Zadi Hobeika, 28, und Robert Tabet, 27, kennen sich noch aus Studentenzeiten. Hobeika arbeitete danach im Ausland, bei Google in Dublin, bevor er 2013 zurückkehrte und eine Agentur für Internetwerbung gründete. Tabet kam derweil in der Pharmabranche unter und stellte ein Kosmetikunternehmen auf die Beine. »Unsere jeweiligen Kompetenzen ergänzen sich hervorragend«, erklärt Hobeika in dem Büro seiner Werbeagentur in einem Außenbezirk Beiruts, von wo aus er momentan auch die Geschäfte von Yalla Condoms leitet.
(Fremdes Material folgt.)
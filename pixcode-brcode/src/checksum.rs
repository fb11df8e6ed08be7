/******************************************************************************
   Author: Joaquín Béjar García
   Email: jb@taunais.com
   Date: 19/10/26
******************************************************************************/

//! BR Code checksum calculation.
//!
//! The checksum is CRC16/CCITT-FALSE: register initialised to `0xFFFF`,
//! polynomial `0x1021`, no reflection and no final XOR. It covers the whole
//! payload up to and including the `6304` header of the checksum field, and
//! is written as four uppercase, zero-padded hexadecimal digits.

use arrayvec::ArrayString;

/// Initial register value.
pub const CRC16_INIT: u16 = 0xFFFF;

/// Generator polynomial.
pub const CRC16_POLY: u16 = 0x1021;

/// Calculates the CRC16 checksum of the given payload text.
///
/// Each character contributes its code point's low byte, which matches
/// byte-wise CRC16 for ASCII payloads.
///
/// # Example
/// ```
/// use pixcode_brcode::calculate_checksum;
///
/// assert_eq!(calculate_checksum("123456789"), 0x29B1);
/// ```
#[inline]
#[must_use]
pub fn calculate_checksum(data: &str) -> u16 {
    data.chars().fold(CRC16_INIT, |crc, c| {
        update(crc, (u32::from(c) & 0xFF) as u8)
    })
}

#[inline]
fn update(crc: u16, byte: u8) -> u16 {
    let mut crc = crc ^ (u16::from(byte) << 8);
    for _ in 0..8 {
        crc = if crc & 0x8000 != 0 {
            (crc << 1) ^ CRC16_POLY
        } else {
            crc << 1
        };
    }
    crc
}

/// Formats a checksum value as four uppercase hex digits.
///
/// # Returns
/// A 4-character string (e.g., "0A3F", "FFFF").
#[inline]
#[must_use]
pub fn format_checksum(checksum: u16) -> ArrayString<4> {
    const HEX: &[u8; 16] = b"0123456789ABCDEF";
    let mut out = ArrayString::new();
    for shift in [12u16, 8, 4, 0] {
        out.push(HEX[usize::from((checksum >> shift) & 0xF)] as char);
    }
    out
}

/// Parses four uppercase hex digits into a checksum value.
///
/// Lowercase digits are rejected: the wire format is uppercase only.
///
/// # Returns
/// `Some(checksum)` if valid, `None` otherwise.
#[inline]
#[must_use]
pub fn parse_checksum(s: &str) -> Option<u16> {
    if s.len() != 4 {
        return None;
    }

    s.bytes().try_fold(0u16, |acc, b| {
        let digit = match b {
            b'0'..=b'9' => b - b'0',
            b'A'..=b'F' => b - b'A' + 10,
            _ => return None,
        };
        Some((acc << 4) | u16::from(digit))
    })
}

/// Calculates the checksum and returns it formatted for the wire.
#[inline]
#[must_use]
pub fn checksum_hex(data: &str) -> ArrayString<4> {
    format_checksum(calculate_checksum(data))
}

#[cfg(test)]
mod tests {
    use super::*;

    #[test]
    fn test_calculate_checksum_empty() {
        assert_eq!(calculate_checksum(""), CRC16_INIT);
    }

    #[test]
    fn test_calculate_checksum_check_vector() {
        assert_eq!(calculate_checksum("123456789"), 0x29B1);
        assert_eq!(calculate_checksum("A"), 0xB915);
    }

    #[test]
    fn test_calculate_checksum_payload_fixture() {
        let body = "00020101021226420014br.gov.bcb.pix0120contato@dinamica.com\
                    520400005303986540510.005802BR5913Dinamica SaaS6009Sao Paulo\
                    62250505TX1230212Plano Mensal6304";
        assert_eq!(checksum_hex(body).as_str(), "975B");
    }

    #[test]
    fn test_calculate_checksum_deterministic() {
        let data = "5802BR5913Dinamica SaaS";
        assert_eq!(calculate_checksum(data), calculate_checksum(data));
        assert_ne!(calculate_checksum(data), calculate_checksum("5802BR5913Dinamica SaaT"));
    }

    #[test]
    fn test_format_checksum() {
        assert_eq!(format_checksum(0).as_str(), "0000");
        assert_eq!(format_checksum(0x0A3F).as_str(), "0A3F");
        assert_eq!(format_checksum(0x975B).as_str(), "975B");
        assert_eq!(format_checksum(0xFFFF).as_str(), "FFFF");
    }

    #[test]
    fn test_parse_checksum() {
        assert_eq!(parse_checksum("0000"), Some(0));
        assert_eq!(parse_checksum("0A3F"), Some(0x0A3F));
        assert_eq!(parse_checksum("FFFF"), Some(0xFFFF));
    }

    #[test]
    fn test_parse_checksum_invalid() {
        assert_eq!(parse_checksum(""), None);
        assert_eq!(parse_checksum("FFF"), None);
        assert_eq!(parse_checksum("FFFFF"), None);
        assert_eq!(parse_checksum("ffff"), None);
        assert_eq!(parse_checksum("12G4"), None);
    }
}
»Also haben wir auf einer Party spontan beschlossen, einen Onlineversand für Kondome zu gründen, bei dem man auch anonym und in großen Mengen bestellen kann. Und der Laden läuft.« Verkaufszahlen möchte Hobeika zwar nicht nennen, aber an guten Tagen, sagt er, verzeichne YallaCondoms vierstellige Besucherzahlen. Eine große Auswahl an Kondomen auch namhafter Hersteller haben die Jungunternehmer im Repertoire; zudem Gleitcremes, Schwangerschaftstests und ein Spray zur Ejakulationsverzögerung. »Wir haben sogar einen Penisring im Angebot«, erzählt Hobeika, »doch weiter reicht unsere Palette an Extravaganzen nicht.«
Denn der Verkauf ausgefallener Sexspielzeuge, aber auch von Viagra und der »Pille danach« sei im Libanon verboten. Die große Werbetrommel rühren die beiden ohnehin nicht. Sie haben einen Facebook- und einen Twitter-Account und verlassen sich ansonsten auf Mund-zu-Mund-Propaganda. »Wir glauben, dass uns Konkurrenz hier im Libanon sogar gut tun würde«, sagt Hobeika. »Denn alle jungen Menschen im Libanon würden davon profitieren, wenn es eines Tages selbstverständlich wäre, die Familienplanung in die eigenen Hände zu nehmen oder einfach Safer Sex zu praktizieren.«
Auch in punkto Lieferzeiten hat Yalla Condoms einen Wettbewerbsvorteil. »Wir brauchen maximal 48 Stunden, dann ist der Kurier vor Ort«, sagt Hobeika. »Der Kunde kann sogar die Uhrzeit vorgeben, wann die Lieferung übergeben werden soll. Und er kann unter Pseudonym bestellen. Alles, was wir brauchen, sind eine Adresse und eine Telefonnummer.« Und noch etwas bietet Yalla Condoms, was Drogeriemärkte und die großen Hersteller nicht offerieren können: »Uns rufen Kunden an, die nicht nur kaufen wollen, sondern auch beraten werden müssen – etwa wie man einen Schwangerschaftstest benutzt und welche Kondome für welchen Typ zu empfehlen sind.« Im Grunde, meint Zadi Hobeika, seien er und sein Compagnon nicht nur Kondomverkäufer, sondern auch Sexberater.